◆ The task
Filter the material below down to the lines with the word "generator" and give those lines.

◆ Data extracts
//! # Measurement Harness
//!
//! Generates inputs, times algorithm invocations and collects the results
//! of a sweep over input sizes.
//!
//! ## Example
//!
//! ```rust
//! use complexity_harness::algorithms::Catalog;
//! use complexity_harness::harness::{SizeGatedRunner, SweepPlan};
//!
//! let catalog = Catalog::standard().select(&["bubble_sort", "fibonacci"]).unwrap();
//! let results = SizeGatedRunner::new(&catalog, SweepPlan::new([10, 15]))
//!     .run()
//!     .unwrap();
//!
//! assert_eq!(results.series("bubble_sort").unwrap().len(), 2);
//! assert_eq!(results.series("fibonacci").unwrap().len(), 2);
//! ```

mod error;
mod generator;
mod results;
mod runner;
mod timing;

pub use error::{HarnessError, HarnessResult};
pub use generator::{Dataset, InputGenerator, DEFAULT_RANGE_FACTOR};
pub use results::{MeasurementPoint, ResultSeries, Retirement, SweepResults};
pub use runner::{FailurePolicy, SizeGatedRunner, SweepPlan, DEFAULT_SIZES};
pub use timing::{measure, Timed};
...
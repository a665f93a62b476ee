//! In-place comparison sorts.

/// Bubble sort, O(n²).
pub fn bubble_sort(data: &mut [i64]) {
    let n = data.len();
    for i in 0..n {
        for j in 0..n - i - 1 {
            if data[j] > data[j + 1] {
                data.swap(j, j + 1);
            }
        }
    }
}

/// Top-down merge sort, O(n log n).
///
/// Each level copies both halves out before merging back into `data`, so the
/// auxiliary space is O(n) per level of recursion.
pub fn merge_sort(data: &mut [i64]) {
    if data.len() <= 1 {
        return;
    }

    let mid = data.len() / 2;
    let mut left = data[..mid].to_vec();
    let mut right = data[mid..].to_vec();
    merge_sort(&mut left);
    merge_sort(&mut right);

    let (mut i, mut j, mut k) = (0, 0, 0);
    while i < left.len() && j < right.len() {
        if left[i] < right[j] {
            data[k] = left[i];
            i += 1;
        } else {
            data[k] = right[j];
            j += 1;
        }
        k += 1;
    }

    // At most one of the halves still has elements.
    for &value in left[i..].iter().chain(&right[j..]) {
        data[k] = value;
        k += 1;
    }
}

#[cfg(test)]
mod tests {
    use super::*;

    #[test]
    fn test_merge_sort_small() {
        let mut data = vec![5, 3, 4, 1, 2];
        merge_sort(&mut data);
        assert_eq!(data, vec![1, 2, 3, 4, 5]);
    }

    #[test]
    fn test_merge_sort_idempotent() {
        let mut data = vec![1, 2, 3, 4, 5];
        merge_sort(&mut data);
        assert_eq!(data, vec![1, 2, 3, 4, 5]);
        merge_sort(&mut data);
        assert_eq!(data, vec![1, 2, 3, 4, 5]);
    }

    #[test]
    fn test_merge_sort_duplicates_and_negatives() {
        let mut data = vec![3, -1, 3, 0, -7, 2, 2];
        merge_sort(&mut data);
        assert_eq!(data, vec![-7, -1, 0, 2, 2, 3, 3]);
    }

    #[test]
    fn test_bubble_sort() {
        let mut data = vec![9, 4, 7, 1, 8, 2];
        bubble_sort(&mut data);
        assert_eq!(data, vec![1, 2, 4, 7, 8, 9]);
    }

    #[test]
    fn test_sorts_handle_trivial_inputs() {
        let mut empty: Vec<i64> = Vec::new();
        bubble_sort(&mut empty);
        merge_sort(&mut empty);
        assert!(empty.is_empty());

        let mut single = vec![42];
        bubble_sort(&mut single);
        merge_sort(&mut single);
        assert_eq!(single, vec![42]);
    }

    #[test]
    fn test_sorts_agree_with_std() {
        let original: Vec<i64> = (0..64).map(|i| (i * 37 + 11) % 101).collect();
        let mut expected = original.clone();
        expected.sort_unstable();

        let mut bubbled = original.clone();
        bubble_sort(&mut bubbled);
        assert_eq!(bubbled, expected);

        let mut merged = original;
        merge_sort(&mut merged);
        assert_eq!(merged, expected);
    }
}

◆ Problem solution
mod generator;
pub use generator::{Dataset, InputGenerator, DEFAULT_RANGE_FACTOR};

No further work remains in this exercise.